(Dataset entries)
====
#[cfg(test)]
mod tests {
    use super::*;

    fn contains(a: &Approx, v: f64) -> bool {
        let tol = 1e-12 * (1.0 + v.abs());
        let lo = a.lower().finite().to_f64();
        let hi = a.upper().finite().to_f64();
        lo - tol <= v && v <= hi + tol
    }

    #[test]
    fn integers_are_exact_immediately() {
        let x = CReal::from_integer(42);
        let a = x.require(1000);
        assert!(a.is_exact());
        assert_eq!(a.to_double().unwrap(), 42.0);
    }

    #[test]
    fn rationals_refine() {
        let x = CReal::from_ratio(1, 3);
        let a = x.require(100);
        assert!(contains(&a, 1.0 / 3.0));
        assert!(a.precision() > Bits::Finite(100));
    }

    #[test]
    fn field_arithmetic() {
        let x = &CReal::from_ratio(1, 3) + &CReal::from_ratio(1, 6);
        assert!(contains(&x.require(80), 0.5));
        let y = &CReal::from_integer(7) * &CReal::from_ratio(1, 7);
        assert!(contains(&y.require(80), 1.0));
        let z = &CReal::from_integer(1) / &CReal::from_integer(3);
        assert!(contains(&z.require(80), 1.0 / 3.0));
        let w = -&CReal::from_integer(5);
        assert!(contains(&w.require(80), -5.0));
    }

    #[test]
    fn division_by_zero_diverges_to_bottom() {
        let x = CReal::from_integer(0).recip();
        assert!(x.require(20).is_bottom());
    }

    #[test]
    fn monotone_refinement_stays_consistent() {
        let x = (&CReal::from_integer(2)).sqrt();
        let coarse = x.require(50);
        let fine = x.require(200);
        assert!(coarse.consistent_a(&fine));
        assert!(contains(&coarse, std::f64::consts::SQRT_2));
        assert!(contains(&fine, std::f64::consts::SQRT_2));
    }

    #[test]
    fn transcendental_round_trips() {
        let two = CReal::from_integer(2);
        let r = two.log().exp().require(100);
        assert!(contains(&r, 2.0), "Invalid result {}", r);
        let x = CReal::from_ratio(1, 4);
        let t = x.atan().tan().require(80);
        assert!(contains(&t, 0.25), "Invalid result {}", t);
    }

    #[test]
    fn trig_identity() {
        let one = CReal::from_integer(1);
        let s = one.sin();
        let c = one.cos();
        let total = &(&s * &s) + &(&c * &c);
        assert!(contains(&total.require(90), 1.0));
    }

    #[test]
    fn hyperbolic_functions() {
        let x = CReal::from_integer(1);
        assert!(contains(&x.sinh().require(80), 1f64.sinh()));
        assert!(contains(&x.cosh().require(80), 1f64.cosh()));
        assert!(contains(&x.tanh().require(80), 1f64.tanh()));
        let y = CReal::from_ratio(1, 2);
        assert!(contains(&y.asinh().require(80), 0.5f64.asinh()));
        assert!(contains(&y.atanh().require(80), 0.5f64.atanh()));
        let z = CReal::from_integer(2);
        assert!(contains(&z.acosh().require(80), 2f64.acosh()));
    }

    #[test]
    fn inverse_trig() {
        let h = CReal::from_ratio(1, 2);
        assert!(contains(&h.asin().require(80), 0.5f64.asin()));
        assert!(contains(&h.acos().require(80), 0.5f64.acos()));
    }

    #[test]
    fn pi_value() {
        let p = CReal::pi();
        assert!(contains(&p.require(200), std::f64::consts::PI));
    }

    #[test]
    fn epsilon_tracks_resource() {
        let e = CReal::epsilon();
        let a = e.approximation(0);
        assert!(contains(&a, 0.0));
        assert_eq!(a.precision(), Bits::Finite(79));
    }

    #[test]
    fn doubles_decode() {
        let x = CReal::from_double(0.5);
        assert_eq!(x.to_double().unwrap(), 0.5);
        let y = CReal::from_double_exact(-0.2939788524332769);
        assert_eq!(y.to_double().unwrap(), -0.2939788524332769);
        assert!(y.require(80).is_exact());
        assert!(CReal::from_double(f64::INFINITY).require(10).is_bottom());
        assert!(CReal::from_double(f64::NAN).require(10).is_bottom());
    }

    #[test]
    fn parse_literals() {
        let x: CReal = "3.25".parse().unwrap();
        assert_eq!(x.to_double().unwrap(), 3.25);
        let y: CReal = "-0.125e2".parse().unwrap();
        assert_eq!(y.to_double().unwrap(), -12.5);
        let z: CReal = "42".parse().unwrap();
        assert_eq!(z.to_double().unwrap(), 42.0);
        let w: CReal = "+.5".parse().unwrap();
        assert_eq!(w.to_double().unwrap(), 0.5);
        fn parse_err(s: &str) -> RealError {
            match s.parse::<CReal>() {
                Ok(_) => panic!("expected parse error for {s:?}"),
                Err(e) => e,
            }
        }
        assert_eq!(parse_err(""), RealError::InvalidLiteral);
        assert_eq!(parse_err("1.2.3"), RealError::InvalidLiteral);
        assert_eq!(parse_err("12e"), RealError::InvalidLiteral);
        assert_eq!(
            parse_err("1e99999999999999999999"),
            RealError::ExponentOverflow
        );
    }

    #[test]
    fn display_and_show() {
        assert_eq!(CReal::from_integer(7).to_string(), "7");
        let third = CReal::from_ratio(1, 3);
        let shown = third.show_at(60);
        assert!(shown.starts_with("0.3333333"), "Invalid result {}", shown);
        assert!(shown.ends_with('~'));
        let lines = third.show_first(3);
        assert_eq!(lines.lines().count(), 3);
    }

    #[test]
    fn signum_of_exact_values() {
        assert_eq!(CReal::from_integer(-3).signum().to_double().unwrap(), -1.0);
        assert_eq!(CReal::from_integer(0).signum().to_double().unwrap(), 0.0);
    }
}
====
● **What the task asks**: Track down all lines above with the string "Bits" and copy them.

● **Answer to this task**:
        assert!(a.precision() > Bits::Finite(100));
        assert_eq!(a.precision(), Bits::Finite(79));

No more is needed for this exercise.